The rain gauge is connected to the ESP GPIO pin 25 and GND. After that, all we need to do then is to monitor for button presses which is pretty straight forward. We can use the pin interrupts method to monitor the button press ( tips). When the reed switch closes the circuit (pressing the button, the bucket tipping), it triggers a software event.
Here I am using attachInterrupt()to monitor the number of tips. You can find the details from Arduino Page.
Step 7: Monitoring Pressure ,Temperature and Humidity by BME280
In the earlier days, weather parameters like ambient temperature, humidity, and barometric pressure were measured with separate analog instruments: thermometer, hygrometer, and barometer. But today the market is flooded with cheap and efficient digital sensors that can be used to measure a variety of environmental parameters. The best examples are sensors like DHT11, DHT 22, BMP180, BMP/E280, etc.
In this project, we will use BMP280 / BME280 sensor.
BMP280: BMP280 is a sophisticated sensor that very accurately measures barometric pressure and temperature with reasonable accuracy. The BME280 is the next-generation of sensors from Bosch and is the upgrade to the BMP085/BMP180/BMP183 - with a low altitude noise of 0.25m and the same fast conversion time. The advantage of this sensor is that it can use either I2C or SPI for communication with the microcontroller. For simple easy wiring, I will suggest buying the I2C version board.
BME280: The new BME280 sensor, an environmental sensor with temperature, barometric pressure, and humidity. The BME280 is the next-generation of sensors from Bosch and is the upgrade to the BMP280. This precision sensor from Bosch is the best low-cost sensing solution for measuring humidity with ±3% accuracy, barometric pressure with ±1 hPa absolute accuracy, and temperature with ±1.0°C accuracy. It can be used in both I2C and SPI.
Note:BME280 can measure humidity but BMP280 can't. In the market, BMP280 is also available by the name of BME280. So be sure whether it is a BMP280 or BME280.
You can read this nice article on BME280 for a better understanding.
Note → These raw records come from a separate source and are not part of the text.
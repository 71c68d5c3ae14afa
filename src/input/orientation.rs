//! Device-orientation adapter: tilt events into offset vectors.

use std::sync::Arc;

use tokio::select;
use tokio::sync::mpsc::Receiver;
use tokio_util::sync::CancellationToken;
use tracing::debug;

use crate::events::OrientationEvent;
use crate::fusion::Fusion;
use crate::signal::{OffsetVector, RotationVector, SourceKind};

/// Normalize one tilt sample: left-right tilt maps to x, negated front-back
/// tilt to y. Both components must be present or the sample is dropped whole.
#[must_use]
pub fn offset_from(event: &OrientationEvent, gain: f32) -> Option<OffsetVector> {
    let beta = event.beta?;
    let gamma = event.gamma?;
    let offset = OffsetVector::new((gamma * f64::from(gain)) as f32, (-beta * f64::from(gain)) as f32);
    offset.is_finite().then_some(offset)
}

/// Consume the platform's orientation event stream until cancelled or the
/// stream closes. The receiver is dropped on every exit path, so no sample
/// can be delivered after teardown.
pub async fn run(
    mut events: Receiver<OrientationEvent>,
    fusion: Arc<Fusion>,
    cancel: CancellationToken,
) {
    let gain = fusion.gain();
    loop {
        select! {
            _ = cancel.cancelled() => break,
            maybe = events.recv() => match maybe {
                Some(event) => match offset_from(&event, gain) {
                    Some(offset) => {
                        fusion.publish(SourceKind::Orientation, offset, RotationVector::ZERO);
                    }
                    None => debug!(?event, "dropping orientation sample with missing fields"),
                },
                None => break,
            },
        }
    }
}

#[cfg(test)]
mod tests {
    use super::*;
    use crate::signal::DEFAULT_GAIN;

    #[test]
    fn maps_gamma_to_x_and_negated_beta_to_y() {
        let event = OrientationEvent::new(10.0, 20.0);
        let offset = offset_from(&event, DEFAULT_GAIN).unwrap();
        assert!((offset.x - 0.2).abs() < 1e-6);
        assert!((offset.y + 0.1).abs() < 1e-6);
    }

    #[test]
    fn drops_sample_missing_either_component() {
        let missing_beta = OrientationEvent {
            beta: None,
            gamma: Some(5.0),
        };
        let missing_gamma = OrientationEvent {
            beta: Some(5.0),
            gamma: None,
        };
        assert!(offset_from(&missing_beta, DEFAULT_GAIN).is_none());
        assert!(offset_from(&missing_gamma, DEFAULT_GAIN).is_none());
    }
}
Step 8: Monitoring UV Index - SI1145 Sensor
The Si1145 is a sensor with a calibrated UV sensing element that can calculate the UV Index. It can communicate via I2C communication (address 0x60). You can hook up this sensor with I2C port in the PCB which is located at the bottom left of the ESP board.
The SI1145 sensor really doesn’t have an actual UV sensor! Instead, it looks at the amount of visible and IR light it receives from the Sun and uses a formula to calculate the UV index, right down to two decimal points.
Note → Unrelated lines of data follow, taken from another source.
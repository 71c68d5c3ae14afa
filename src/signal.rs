//! Fused input signal types and the lock-free last-value cache shared between
//! the render tick (reader) and the sensor adapters (writers).

use std::sync::atomic::{AtomicU8, AtomicU32, AtomicU64, Ordering};

/// Default gain applied to raw device units before publication.
pub const DEFAULT_GAIN: f32 = 0.01;

/// 2D viewpoint displacement in gain-scaled units.
#[derive(Debug, Clone, Copy, PartialEq)]
pub struct OffsetVector {
    pub x: f32,
    pub y: f32,
}

impl OffsetVector {
    pub const ZERO: Self = Self { x: 0.0, y: 0.0 };

    #[must_use]
    pub fn new(x: f32, y: f32) -> Self {
        Self { x, y }
    }

    #[must_use]
    pub fn is_finite(&self) -> bool {
        self.x.is_finite() && self.y.is_finite()
    }
}

/// Angular rates (alpha, beta, gamma) in gain-scaled units. Only the motion
/// adapter produces a non-zero one.
#[derive(Debug, Clone, Copy, PartialEq)]
pub struct RotationVector {
    pub alpha: f32,
    pub beta: f32,
    pub gamma: f32,
}

impl RotationVector {
    pub const ZERO: Self = Self {
        alpha: 0.0,
        beta: 0.0,
        gamma: 0.0,
    };

    #[must_use]
    pub fn new(alpha: f32, beta: f32, gamma: f32) -> Self {
        Self { alpha, beta, gamma }
    }
}

/// The three input sources, ordered by fusion precedence: a higher rank
/// preempts a lower one and never yields it back within a session.
#[derive(Debug, Clone, Copy, PartialEq, Eq, PartialOrd, Ord)]
pub enum SourceKind {
    Pointer,
    Orientation,
    Motion,
}

impl SourceKind {
    #[must_use]
    pub const fn rank(self) -> u8 {
        match self {
            Self::Pointer => 0,
            Self::Orientation => 1,
            Self::Motion => 2,
        }
    }

    const fn from_rank(rank: u8) -> Self {
        match rank {
            0 => Self::Pointer,
            1 => Self::Orientation,
            _ => Self::Motion,
        }
    }
}

/// What the render tick consumes each frame.
#[derive(Debug, Clone, Copy, PartialEq)]
pub struct FrameSignal {
    pub offset: OffsetVector,
    pub rotation: RotationVector,
    pub source: SourceKind,
}

/// Last-value cache read without locking by the render tick and written
/// without locking by adapter callbacks.
///
/// The offset pair is packed into one `u64` so a reader can never observe a
/// torn (x, y) mix of two writes; rotation components are replaced whole-field
/// as individual `u32` bit patterns. The active rank only moves upward, via
/// `fetch_max`, which makes engagement order-independent.
#[derive(Debug)]
pub struct SignalCache {
    offset_bits: AtomicU64,
    rotation_bits: [AtomicU32; 3],
    active_rank: AtomicU8,
}

impl Default for SignalCache {
    fn default() -> Self {
        Self::new()
    }
}

impl SignalCache {
    #[must_use]
    pub fn new() -> Self {
        Self {
            offset_bits: AtomicU64::new(pack_offset(OffsetVector::ZERO)),
            rotation_bits: [
                AtomicU32::new(0f32.to_bits()),
                AtomicU32::new(0f32.to_bits()),
                AtomicU32::new(0f32.to_bits()),
            ],
            active_rank: AtomicU8::new(SourceKind::Pointer.rank()),
        }
    }

    /// Raise the active rank to at least `kind`'s and return whichever source
    /// is authoritative afterwards.
    pub fn engage(&self, kind: SourceKind) -> SourceKind {
        let prev = self.active_rank.fetch_max(kind.rank(), Ordering::AcqRel);
        SourceKind::from_rank(prev.max(kind.rank()))
    }

    #[must_use]
    pub fn active(&self) -> SourceKind {
        SourceKind::from_rank(self.active_rank.load(Ordering::Acquire))
    }

    pub fn store(&self, offset: OffsetVector, rotation: RotationVector) {
        self.offset_bits
            .store(pack_offset(offset), Ordering::Release);
        self.rotation_bits[0].store(rotation.alpha.to_bits(), Ordering::Release);
        self.rotation_bits[1].store(rotation.beta.to_bits(), Ordering::Release);
        self.rotation_bits[2].store(rotation.gamma.to_bits(), Ordering::Release);
    }

    #[must_use]
    pub fn snapshot(&self) -> FrameSignal {
        let [x, y]: [f32; 2] = bytemuck::cast(self.offset_bits.load(Ordering::Acquire));
        FrameSignal {
            offset: OffsetVector::new(x, y),
            rotation: RotationVector::new(
                f32::from_bits(self.rotation_bits[0].load(Ordering::Acquire)),
                f32::from_bits(self.rotation_bits[1].load(Ordering::Acquire)),
                f32::from_bits(self.rotation_bits[2].load(Ordering::Acquire)),
            ),
            source: self.active(),
        }
    }
}

fn pack_offset(offset: OffsetVector) -> u64 {
    bytemuck::cast([offset.x, offset.y])
}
You can read this article to know more about the UV sensor.
If you need a more accurate measurement of UV Index, you may use the VEML6070 sensor. Unlike the Si1145, this sensor will not give you UV Index readings. However, the Si1145 does UV Index approximations based on light level, not true UV sensing. The VEML6070 in contrast does have a real light sensor in the UV spectrum.
You can read this tutorial for writing the code and using its library.
Step 9: Monitoring Lux Level - BH1750 Sensor
The BH1750 Ambient Light Sensor Module is based on the digital Ambient Light Sensor IC BH1750FVI developed by ROHM Semiconductor. It is a digital IC with built-in 16-bit illuminance to digital converter.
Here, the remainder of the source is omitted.